Molecular Noise-Filtering in the β-adrenergic Signaling Network by Phospholamban Pentamers

Phospholamban (PLN) is an important regulator of calcium handling in cardiomyocytes due to its ability to inhibit the sarco(endo)plasmic reticulum calcium-ATPase (SERCA). β-adrenergic stimulation reverses SERCA inhibition via PLN phosphorylation and facilitates fast calcium reuptake. PLN also forms pentamers whose physiological significance has remained elusive. Using biochemical experiments and mathematical modeling, we show that pentamers regulate both the dynamics and steady-state levels of monomer phosphorylation.
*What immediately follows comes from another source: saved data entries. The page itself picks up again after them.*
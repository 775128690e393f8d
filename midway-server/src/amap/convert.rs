//! Conversion from AMap DTOs to domain types.

use tracing::debug;

use crate::domain::{CandidateStation, InvalidCoordinate, Location, Route, RouteStop, StationSource};

use super::types::{BusLine, GeocodeResponse, Poi, Stop, Transit, TransitResponse};

/// Error during DTO to domain conversion.
#[derive(Debug, Clone, PartialEq, thiserror::Error)]
pub enum ConversionError {
    /// A `"lng,lat"` string could not be parsed
    #[error(transparent)]
    InvalidCoordinate(#[from] InvalidCoordinate),

    /// A numeric field held something other than a number
    #[error("invalid {field}: {value:?}")]
    InvalidNumber { field: &'static str, value: String },

    /// Missing required field
    #[error("missing required field: {0}")]
    MissingField(&'static str),
}

/// Suffixes AMap appends to subway station POI names.
const STATION_SUFFIXES: [&str; 2] = ["(地铁站)", "（地铁站）"];

/// Strip the POI category suffix so POI names match route stop names.
pub fn station_name(raw: &str) -> &str {
    let raw = raw.trim();
    STATION_SUFFIXES
        .iter()
        .find_map(|suffix| raw.strip_suffix(suffix))
        .map(str::trim_end)
        .unwrap_or(raw)
}

/// First structured geocoding match, tagged with the queried address.
pub fn convert_geocode(
    resp: &GeocodeResponse,
    address: &str,
) -> Result<Option<Location>, ConversionError> {
    let Some(raw) = resp.geocodes.iter().find_map(|g| g.location.as_deref()) else {
        return Ok(None);
    };
    Ok(Some(Location::parse_lng_lat(raw)?.with_address(address)))
}

/// Location of the first POI that has one.
pub fn first_poi_location(pois: &[Poi]) -> Result<Option<Location>, ConversionError> {
    let Some(poi) = pois.iter().find(|p| p.location.is_some()) else {
        return Ok(None);
    };
    poi_location(poi).map(Some)
}

fn poi_location(poi: &Poi) -> Result<Location, ConversionError> {
    let raw = poi
        .location
        .as_deref()
        .ok_or(ConversionError::MissingField("location"))?;
    let location = Location::parse_lng_lat(raw)?;
    Ok(match &poi.address {
        Some(address) => location.with_address(address.clone()),
        None => location,
    })
}

/// Convert subway station POIs into candidates.
///
/// POIs without a name or with an unusable location are skipped rather
/// than failing the whole search.
pub fn convert_stations(pois: &[Poi], source: StationSource) -> Vec<CandidateStation> {
    pois.iter()
        .filter_map(|poi| {
            let name = poi.name.as_deref().map(station_name)?;
            match poi_location(poi) {
                Ok(location) => {
                    let candidate = CandidateStation::new(name, location, source);
                    Some(match &poi.address {
                        Some(address) => candidate.with_address(address.clone()),
                        None => candidate,
                    })
                }
                Err(e) => {
                    debug!(station = name, error = %e, "skipping station POI");
                    None
                }
            }
        })
        .collect()
}

/// Convert the first transit plan into a [`Route`].
///
/// Returns `None` when AMap found no plan.
pub fn convert_transit(resp: &TransitResponse) -> Result<Option<Route>, ConversionError> {
    let Some(transit) = resp.route.as_ref().and_then(|r| r.transits.first()) else {
        return Ok(None);
    };
    convert_plan(transit).map(Some)
}

fn convert_plan(transit: &Transit) -> Result<Route, ConversionError> {
    let duration = transit
        .duration
        .as_deref()
        .ok_or(ConversionError::MissingField("duration"))?;

    let subway_stops = transit
        .segments
        .iter()
        .filter_map(|segment| segment.bus.as_ref())
        .flat_map(|bus| bus.buslines.iter())
        .filter(|line| line.is_subway())
        .flat_map(line_stops)
        .collect();

    Ok(Route {
        duration: parse_number("duration", duration)?,
        distance: optional_number("distance", transit.distance.as_deref())?,
        walking_distance: optional_number("walking_distance", transit.walking_distance.as_deref())?,
        subway_stops,
    })
}

/// Departure, via and arrival stops of a line, in travel order.
fn line_stops(line: &BusLine) -> Vec<RouteStop> {
    line.departure_stop
        .iter()
        .chain(line.via_stops.iter())
        .chain(line.arrival_stop.iter())
        .filter_map(convert_stop)
        .collect()
}

fn convert_stop(stop: &Stop) -> Option<RouteStop> {
    let name = stop.name.as_deref()?;
    // A stop with a garbled coordinate is still worth keeping by name.
    let location = stop
        .location
        .as_deref()
        .and_then(|raw| Location::parse_lng_lat(raw).ok());
    Some(RouteStop::new(station_name(name), location))
}

fn parse_number(field: &'static str, value: &str) -> Result<f64, ConversionError> {
    value
        .trim()
        .parse::<f64>()
        .ok()
        .filter(|n| n.is_finite())
        .ok_or_else(|| ConversionError::InvalidNumber {
            field,
            value: value.to_string(),
        })
}

fn optional_number(field: &'static str, value: Option<&str>) -> Result<f64, ConversionError> {
    value.map_or(Ok(0.0), |v| parse_number(field, v))
}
Substrate competition by pentamers and a feed-forward loop involving inhibitor-1 can delay monomer phosphorylation by protein kinase A (PKA). Steady-state phosphorylation of PLN is predicted to be bistable due to cooperative dephosphorylation of pentamers. Both effects act as complementary noise-filters which can reduce the effect of random fluctuations in PKA activity. Pentamers thereby ensure consistent monomer phosphorylation and SERCA activity in spite of noisy upstream signals. Preliminary analyses suggest that the PLN mutation R14del could impair noise-filtering, offering a new perspective on how this mutation causes cardiac arrhythmias.